The Bottom Line: Why don't you just read the review? Oh, too lazy, eh? Well, so am I...

Plot Details: This opinion reveals everything about the movie's plot.

Visions are worth fighting for. Why spend your life making someone else's dreams?- Orson Welles (Vincent D’Onofrio)

Ask for a poll of the greatest director of all time, and you will have a huge deadlock, as name after name is thrown into the mix: Hitchcock, Kurosawa, Bergman, Kubrick, Spielberg, Wilder, Scorsese, Lean, etc. Ask somebody to name a candidate for the WORST director of all time, though, and one name will pop up almost all of the time: Edward D. Wood Jr.

Tim Burton grew up, like a lot of people perhaps did, watching the low budget, “b” movies of Ed Wood. As an upstart filmmaker, he also befriended Vincent Price during the latter’s last years. Knowing about Ed Wood’s friendship with film star Bela Lugosi (Forever known as Dracula) during that man’s twilight years, Tim Burton was more then enthusiastic to jump at doing a film biography of the low budget filmmaker, particularly with a marvelous script written by Scott Alexander and Larry Karaszewski (Adapted from Rudolph Grey’s book Nightmare of Ecstasy). A movie about Ed Wood could have very easily have been a deconstruction into this man, and could have focused on problems he had later in his life (Namely his personal fetishes and his financial problems: By the 1960s and 1970s, he was making softcore pornography). However, while negative aspects of Ed Wood’s life are certainly seen, the movie also presents a more positive viewpoint of the director as well, which might cause some people to think about him in a different way.

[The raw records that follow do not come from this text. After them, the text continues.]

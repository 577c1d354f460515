//! Integration tests for the storefront router
//!
//! These tests drive the full router with the bundled seed data:
//! - Restaurant landing page and slug resolution
//! - Menu page with the consumption method query
//! - Product detail pages scoped by restaurant
//! - JSON API, health check, static assets and the fallback

use axum::body::Body;
use axum::http::{Request, StatusCode};
use rust_decimal::Decimal;
use serde_json::Value;
use std::path::PathBuf;
use std::sync::Arc;
use tower::util::ServiceExt; // for `oneshot`
use uuid::Uuid;

use restaurant_storefront::config::Config;
use restaurant_storefront::menu::Product;
use restaurant_storefront::restaurant::Restaurant;
use restaurant_storefront::router::create_app_router;
use restaurant_storefront::state::AppState;
use restaurant_storefront::store::InMemoryStore;
use restaurant_storefront::view::ImageHostAllowList;

const BRIGADEIRO_ID: &str = "a3b7c9d1-2e4f-4a6b-8c0d-1e2f3a4b5c61";
const BIG_MAC_ID: &str = "d6e0f2a4-5b7c-4d9e-9f3a-4b5c6d7e8f94";

/// Helper function to create an app seeded from `assets/seed.json`
async fn create_test_app() -> axum::Router {
    let seed = PathBuf::from(env!("CARGO_MANIFEST_DIR")).join("assets/seed.json");
    let config = Config {
        seed_file: Some(seed),
        ..Config::from_lookup(|_| None).unwrap()
    };
    let state = AppState::from_config(&config).await.unwrap();
    create_app_router(Arc::new(state))
}

/// Helper function to GET a path and return status and body text
async fn get(app: &axum::Router, uri: &str) -> (StatusCode, String) {
    let request = Request::builder()
        .method("GET")
        .uri(uri)
        .body(Body::empty())
        .unwrap();

    let response = app.clone().oneshot(request).await.unwrap();
    let status = response.status();

    let body_bytes = axum::body::to_bytes(response.into_body(), usize::MAX)
        .await
        .unwrap();

    (status, String::from_utf8_lossy(&body_bytes).into_owned())
}

async fn get_json(app: &axum::Router, uri: &str) -> (StatusCode, Value) {
    let (status, body) = get(app, uri).await;
    (status, serde_json::from_str(&body).unwrap())
}

// =============================================================================
// Restaurant Page
// =============================================================================

#[tokio::test]
async fn test_restaurant_page_renders_identity_and_options() {
    let app = create_test_app().await;
    let (status, html) = get(&app, "/doceria-abc").await;

    assert_eq!(status, StatusCode::OK);
    assert!(html.contains("Doceria ABC"));
    assert!(html.contains("Seja bem-vindo!"));
    assert!(html.contains(r#"alt="Imagem do restaurante""#));
    assert!(html.contains("/doceria-abc/menu?consumptionMethod=WITHDRAW"));
    assert!(html.contains("/doceria-abc/menu?consumptionMethod=DELIVERY"));
    assert!(html.contains("Para retirar"));
    assert!(html.contains("Para entregar"));
}

#[tokio::test]
async fn test_unknown_slug_is_not_found() {
    let app = create_test_app().await;
    let (status, html) = get(&app, "/nonexistent-slug").await;

    assert_eq!(status, StatusCode::NOT_FOUND);
    assert!(html.contains("Página não encontrada"));
    assert!(!html.contains("Seja bem-vindo!"));
}

#[tokio::test]
async fn test_slug_lookup_is_case_sensitive() {
    let app = create_test_app().await;
    let (status, _) = get(&app, "/Doceria-ABC").await;
    assert_eq!(status, StatusCode::NOT_FOUND);
}

// =============================================================================
// Menu Page
// =============================================================================

#[tokio::test]
async fn test_menu_lists_every_product_with_formatted_price() {
    let app = create_test_app().await;
    let (status, html) = get(&app, "/doceria-abc/menu?consumptionMethod=DELIVERY").await;

    assert_eq!(status, StatusCode::OK);
    assert_eq!(html.matches(r#"class="product-card""#).count(), 3);
    assert!(html.contains("R$\u{a0}4,50"));
    assert!(html.contains("R$\u{a0}1.290,00"));
    assert!(html.contains(&format!("/doceria-abc/menu/{BRIGADEIRO_ID}")));
    assert!(html.contains("line-clamp-2"));
    assert!(html.contains("Para entregar"));
    assert!(!html.contains("McOferta"));
}

#[tokio::test]
async fn test_menu_rejects_missing_or_unknown_method() {
    let app = create_test_app().await;

    for uri in [
        "/doceria-abc/menu",
        "/doceria-abc/menu?consumptionMethod=PICKUP",
        "/doceria-abc/menu?consumptionMethod=withdraw",
        "/nonexistent-slug/menu?consumptionMethod=WITHDRAW",
    ] {
        let (status, _) = get(&app, uri).await;
        assert_eq!(status, StatusCode::NOT_FOUND, "{uri}");
    }
}

#[tokio::test]
async fn test_empty_menu_shows_placeholder() {
    let store = InMemoryStore::new();
    store
        .insert_restaurant(Restaurant {
            id: Uuid::new_v4(),
            slug: "cozinha-vazia".into(),
            name: "Cozinha Vazia".into(),
            description: String::new(),
            avatar_image_url: "/assets/withdraw.svg".into(),
            cover_image_url: String::new(),
        })
        .unwrap();
    let app = create_app_router(Arc::new(AppState::new(
        Arc::new(store),
        ImageHostAllowList::default(),
    )));

    let (status, html) = get(&app, "/cozinha-vazia/menu?consumptionMethod=WITHDRAW").await;
    assert_eq!(status, StatusCode::OK);
    assert!(html.contains("Nenhum produto disponível no momento."));
    assert!(!html.contains(r#"class="product-card""#));
}

#[tokio::test]
async fn test_disallowed_image_host_is_omitted() {
    let store = InMemoryStore::new();
    let restaurant = Restaurant {
        id: Uuid::new_v4(),
        slug: "casa-externa".into(),
        name: "Casa Externa".into(),
        description: String::new(),
        avatar_image_url: "https://u9a6wmr3as.ufs.sh/f/logo.png".into(),
        cover_image_url: String::new(),
    };
    store.insert_restaurant(restaurant.clone()).unwrap();
    store
        .insert_product(Product {
            id: Uuid::new_v4(),
            restaurant_id: restaurant.id,
            name: "Pastel".into(),
            description: "Pastel de feira".into(),
            price: Decimal::new(800, 2),
            image_url: "https://evil.example.com/pastel.png".into(),
            ingredients: Vec::new(),
        })
        .unwrap();
    let app = create_app_router(Arc::new(AppState::new(
        Arc::new(store),
        ImageHostAllowList::default(),
    )));

    let (status, html) = get(&app, "/casa-externa/menu?consumptionMethod=WITHDRAW").await;
    assert_eq!(status, StatusCode::OK);
    assert!(html.contains("Pastel"));
    assert!(!html.contains("evil.example.com"));
}

// =============================================================================
// Product Page
// =============================================================================

#[tokio::test]
async fn test_product_page_shows_details() {
    let app = create_test_app().await;
    let (status, html) = get(&app, &format!("/doceria-abc/menu/{BRIGADEIRO_ID}")).await;

    assert_eq!(status, StatusCode::OK);
    assert!(html.contains("Brigadeiro Gourmet"));
    assert!(html.contains("Chocolate belga"));
    assert!(html.contains("R$\u{a0}4,50"));
    assert!(html.contains(r#"href="/doceria-abc""#));
}

#[tokio::test]
async fn test_product_of_other_restaurant_is_not_found() {
    let app = create_test_app().await;

    let (status, _) = get(&app, &format!("/doceria-abc/menu/{BIG_MAC_ID}")).await;
    assert_eq!(status, StatusCode::NOT_FOUND);

    let (status, _) = get(&app, &format!("/fsw-donalds/menu/{BIG_MAC_ID}")).await;
    assert_eq!(status, StatusCode::OK);
}

#[tokio::test]
async fn test_malformed_product_id_is_not_found() {
    let app = create_test_app().await;
    let (status, html) = get(&app, "/doceria-abc/menu/not-a-uuid").await;

    assert_eq!(status, StatusCode::NOT_FOUND);
    assert!(html.contains("Página não encontrada"));
}

// =============================================================================
// JSON API and Infrastructure
// =============================================================================

#[tokio::test]
async fn test_api_restaurant() {
    let app = create_test_app().await;
    let (status, body) = get_json(&app, "/api/restaurants/fsw-donalds").await;

    assert_eq!(status, StatusCode::OK);
    assert_eq!(body["slug"], "fsw-donalds");
    assert_eq!(body["name"], "FSW Donalds");
    assert!(body["avatarImageUrl"].as_str().unwrap().contains("ufs.sh"));
}

#[tokio::test]
async fn test_api_products() {
    let app = create_test_app().await;
    let (status, body) = get_json(&app, "/api/restaurants/fsw-donalds/products").await;

    assert_eq!(status, StatusCode::OK);
    let items = body["items"].as_array().unwrap();
    assert_eq!(items.len(), 2);
    assert_eq!(items[0]["id"], BIG_MAC_ID);
    assert_eq!(items[0]["href"], format!("/fsw-donalds/menu/{BIG_MAC_ID}"));
    assert_eq!(items[0]["price"], "R$\u{a0}39,90");
    assert!(body.get("emptyMessage").is_none());
}

#[tokio::test]
async fn test_api_unknown_restaurant() {
    let app = create_test_app().await;
    let (status, body) = get_json(&app, "/api/restaurants/nonexistent-slug/products").await;

    assert_eq!(status, StatusCode::NOT_FOUND);
    assert_eq!(body["code"], "NOT_FOUND");
}

#[tokio::test]
async fn test_healthz() {
    let app = create_test_app().await;
    let (status, body) = get_json(&app, "/healthz").await;

    assert_eq!(status, StatusCode::OK);
    assert_eq!(body["status"], "ok");
}

#[tokio::test]
async fn test_static_assets_are_served() {
    let app = create_test_app().await;
    let (status, body) = get(&app, "/assets/withdraw.svg").await;

    assert_eq!(status, StatusCode::OK);
    assert!(body.contains("<svg"));
}

#[tokio::test]
async fn test_unknown_route_is_not_found() {
    let app = create_test_app().await;

    for uri in ["/doceria-abc/cardapio", "/doceria-abc/menu/a/b", "/a/b/c/d"] {
        let (status, html) = get(&app, uri).await;
        assert_eq!(status, StatusCode::NOT_FOUND, "{uri}");
        assert!(html.contains("Página não encontrada"), "{uri}");
    }
}

#[tokio::test]
async fn test_undecodable_slug_is_not_found() {
    let app = create_test_app().await;

    for uri in ["/%FF", "/%FF/menu?consumptionMethod=WITHDRAW", "/doceria-abc/menu/%FF"] {
        let (status, html) = get(&app, uri).await;
        assert_eq!(status, StatusCode::NOT_FOUND, "{uri}");
        assert!(html.contains("Página não encontrada"), "{uri}");
    }

    let (status, body) = get_json(&app, "/api/restaurants/%FF").await;
    assert_eq!(status, StatusCode::NOT_FOUND);
    assert_eq!(body["code"], "NOT_FOUND");

    let (status, body) = get_json(&app, "/api/restaurants/%FF/products").await;
    assert_eq!(status, StatusCode::NOT_FOUND);
    assert_eq!(body["code"], "NOT_FOUND");
}

#[tokio::test]
async fn test_repeated_consumption_method_is_not_found() {
    let app = create_test_app().await;
    let (status, html) = get(
        &app,
        "/doceria-abc/menu?consumptionMethod=WITHDRAW&consumptionMethod=DELIVERY",
    )
    .await;

    assert_eq!(status, StatusCode::NOT_FOUND);
    assert!(html.contains("Página não encontrada"));
}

The movie shows the highlights of Ed Wood’s (Johnny Depp) life during the mid-late 1950s, when he made what are considered his “classics”. It starts off when Ed gets involved in making Glen or Glenda, a movie about transvestites. This movie is actually used by Ed as a chance to reveal to his girlfriend, Dolores (Sara Jessica Parker), that he is a cross-dresser [It turns out that Ed does it more for comfort rather then pleasure. This story is also true; Ed even landed at Tarawa during World War II wearing women’s undergarments!] After much difficulty, and studio meddling, Ed makes Bride of the Monster and then his “masterpiece” Plan 9 from Outer Space. Ed works with what can be considered freaks or, as Dolores puts it, “misfits and dope bags”. This includes his future wife Kathy (Patricia Arquette), the, um, “flamboyant” Bunny Breckinridge (Bill Murray), pro-wrestler Tor Johnson (George “The Animal” Steele), T.V star Vampira (Lisa Marie), Criswell the psychic (Jeffrey Jones) and, most notably, down on his luck ex-star Bela Lugosi (Martin Landau), whom Ed forms a tight friendship with and casts as the main attraction in his movies while Lugosi battles his own personal demons.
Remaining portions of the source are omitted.